Les coupes à la Fondation Trillium inquiètent les organismes francophones

Le président de l’Assemblée de la francophonie de l’Ontario, Carol Jolin.

TORONTO – Alors que Doug Ford continue de viser coûte que coûte l’équilibre budgétaire, les coupes se poursuivent. Parmi l’une des dernières en date : celle à la Fondation Trillium de l’Ontario dont le budget aurait été raboté de 15 millions de dollars.

SÉBASTIEN PIERROZ
spierroz@tfo.org | @sebpierroz

Ce chiffre avancé depuis plusieurs semaines par le groupe Ontario Nonprofit Network, qui défend les 58 000 organismes de bienfaisance et à but non lucratif de la province, inquiète du côté des Franco-Ontariens.

Destinées habituellement aux organismes et aux municipalités, ces subventions provinciales permettent bien souvent le financement de « projets spéciaux ». Jusqu’alors, quelque 115 millions de dollars annuels étaient consacrés à des centaines de projets en tout genre à travers la province.

L’Association des francophones de la région de York (AFY) sait de quoi elle parle. En 2014, l’organisme avait reçu de Trillium 155 000 $ sur deux ans pour l’élaboration d’un annuaire des services en français et des trousses d’accueil pour les nouveaux résidents. Deux ans plus tard, l’AFRY avait de nouveau obtenu 74 500 $ pour la mise sur pied de « L’Oasis des petits », un service gratuit de deux heures par semaine pour parents et enfants de zéro à six ans à Vaughan.

« Il y a toujours une inquiétude, car ça veut dire qu’il va y avoir plus de compétition », explique sa directrice générale, Nadia Martins.

Mieux encore, la Fondation Trillium offrirait un volet « subvention de démarrage » particulièrement apprécié des organismes francophones. « Il y a quelques années, nous avions eu un fonds de démarrage pour des camps d’immersion en français en été. Nous avons pu ainsi continuer l’aventure en 2017 et en 2018, bien que nous n’ayons pas eu les fonds. »

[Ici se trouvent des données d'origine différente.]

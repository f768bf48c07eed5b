//! Error correction code implementations.
//!
//! This module provides:
//! - The Hamming(7,4) block coder with single-bit correction
//! - Framing of 16-bit samples into packed Hamming-coded byte frames
//! - A link layer that moves framed samples from a source to a sink
//!
//! # Examples
//!
//! ```rust
//! use hamming_link::ecc::{decode_frame, encode_sample16};
//!
//! let frame = encode_sample16(0xBEEF);
//! assert_eq!(frame.len(), 4);
//!
//! let decoded = decode_frame(&frame).unwrap();
//! assert_eq!(decoded.value(), 0xBEEF);
//! assert_eq!(decoded.corrections(), 0);
//! ```

pub use crate::error::Result;

/// Trait for error correction code implementations
pub trait ErrorCorrection {
    /// Encode data with error correction symbols
    fn encode(&self, data: &[u8]) -> Result<Vec<u8>>;

    /// Decode data and correct errors if possible
    fn decode(&self, data: &[u8]) -> Result<Vec<u8>>;
}

/// Hamming(7,4) block coder
pub mod hamming;
pub use hamming::{
    decode, encode, self_test, Codeword, DataUnit, Decoded, SelfTestReport, Syndrome,
    CODEWORD_BITS, DATA_BITS,
};

/// 16-bit sample framing
pub mod frame;
pub use frame::{
    decode_frame, decode_frames, decode_frames_par, encode_sample16, encode_samples,
    encode_samples_par, encode_stream, join16, pack_bits, sample_magnitude, split16, unpack_bits,
    BitStream, DecodedFrame, FrameConfig, FrameEncoder, SignMode, FRAME_BITS, FRAME_BYTES,
};

/// Source-to-sink transmission of framed samples
pub mod link;
pub use link::{
    FrameSink, IterSource, LinkStats, RetryPolicy, SampleSource, Transmission, Transmitter,
    WriteSink,
};

#[cfg(test)]
mod tests;
use hamming_link::ecc::{decode_frame, self_test, split16, FrameEncoder};
use std::env;
use std::process;

fn main() {
    println!("=== HAMMING(7,4) SELF-TEST ===");

    let report = self_test();
    println!("Test data:        {:?}", report.input.bits());
    println!("Encoded:          {:?}", report.encoded.bits());
    println!(
        "Decoded:          {:?}, syndrome: {}, corrected: {}",
        report.clean.data.bits(),
        report.clean.syndrome,
        report.clean.corrected
    );
    println!("With bit 7 flipped: {:?}", report.corrupted.bits());
    println!(
        "Recovered:        {:?}, syndrome: {}, corrected: {}",
        report.recovered.data.bits(),
        report.recovered.syndrome,
        report.recovered.corrected
    );

    if !report.passed() {
        eprintln!("ERROR: self-test failed");
        process::exit(1);
    }
    println!("=== SELF-TEST PASSED ===\n");

    let encoder = FrameEncoder::default();
    for arg in env::args().skip(1) {
        let sample: i16 = match arg.parse() {
            Ok(sample) => sample,
            Err(e) => {
                eprintln!("ERROR: '{}' is not a 16-bit sample: {}", arg, e);
                process::exit(1);
            }
        };

        let word = encoder.word(sample);
        println!("Sample {}: 0x{:04X} = {:016b}b", sample, word, word);
        for (idx, unit) in split16(word).iter().enumerate() {
            println!(
                "  Nibble {}: {:?} = 0x{:X} -> {:?}",
                idx + 1,
                unit.bits(),
                unit.nibble(),
                unit.encode().bits()
            );
        }

        let frame = encoder.encode_sample(sample);
        println!("  Frame: {} {:?}", hex::encode(&frame), frame);

        match decode_frame(&frame) {
            Ok(decoded) => println!("  Check: {}", decoded),
            Err(e) => {
                eprintln!("ERROR: {}", e);
                process::exit(1);
            }
        }
        println!("{}", "-".repeat(50));
    }
}
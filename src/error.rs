//! Error types shared by the coder, the framer and the link layer.

use thiserror::Error;

/// The error type for every fallible operation in this crate.
#[derive(Debug, Error)]
pub enum Error {
    /// Input violated a width or bit-domain constraint.
    #[error("Invalid input: {0}")]
    InvalidInput(String),

    /// The sample source failed to produce a reading.
    #[error("Sample source failed: {0}")]
    Source(String),

    /// The frame sink rejected a frame.
    #[error("Transport failed: {0}")]
    Transport(String),

    /// An I/O error from a writer-backed sink.
    #[error("I/O error: {0}")]
    Io(#[from] std::io::Error),

    /// The sample source has no further samples.
    #[error("Sample source exhausted")]
    SourceExhausted,

    /// The supervisory loop gave up after too many consecutive failures.
    #[error("Giving up after {attempts} consecutive failures: {last}")]
    RetriesExhausted {
        attempts: u32,
        /// The failure that exhausted the retry budget
        #[source]
        last: Box<Error>,
    },
}

/// A convenience `Result` alias using the crate's `Error` type.
pub type Result<T> = std::result::Result<T, Error>;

Sylvia Bernard de La Clé d’la Baie en Huronie abonde dans le même sens. « Dans les demandes de fonds tant au provincial qu’au fédéral, il y a très peu de demandes de fonds capables de rénover une bâtisse. La Fondation Trillium est l’une des rares vers qui on peut se tourner dans ce cas. »

L’organisme porte-parole des francophones du comté de Simcoe vient d’ailleurs d’avoir la confirmation que sa demande pour retaper les fenêtres, le toit et la cheminée de son édifice patrimonial est approuvée. L’équivalent d’un coup de pouce financier de 73 500 $.

« Nous avons eu des réponses positives de Trillium, mais nous avons eu d’autres projets qui ont été refusés », poursuit la directrice générale. « Tout organisme francophone comme le nôtre a besoin d’argent pour pouvoir démarrer des projets. »

Une subvention parmi d’autres

Un mois, douze mois, voire plusieurs années, les subventions obtenues de la part de la Fondation Trillium sont parfois échelonnées sur une longue période. En 2017, la Passerelle-I.D.É recevait 631 600 $ sur trois ans pour « élargir un programme offrant de la formation aux immigrants et nouveaux arrivants francophones dans le secteur hôtelier ».

« Je pense que comme toute coupure, on est toujours un peu inquiet de l’impact que cela aura au sein des communautés, mais c’est trop tôt encore pour le déterminer », croit Léonie Tchatat.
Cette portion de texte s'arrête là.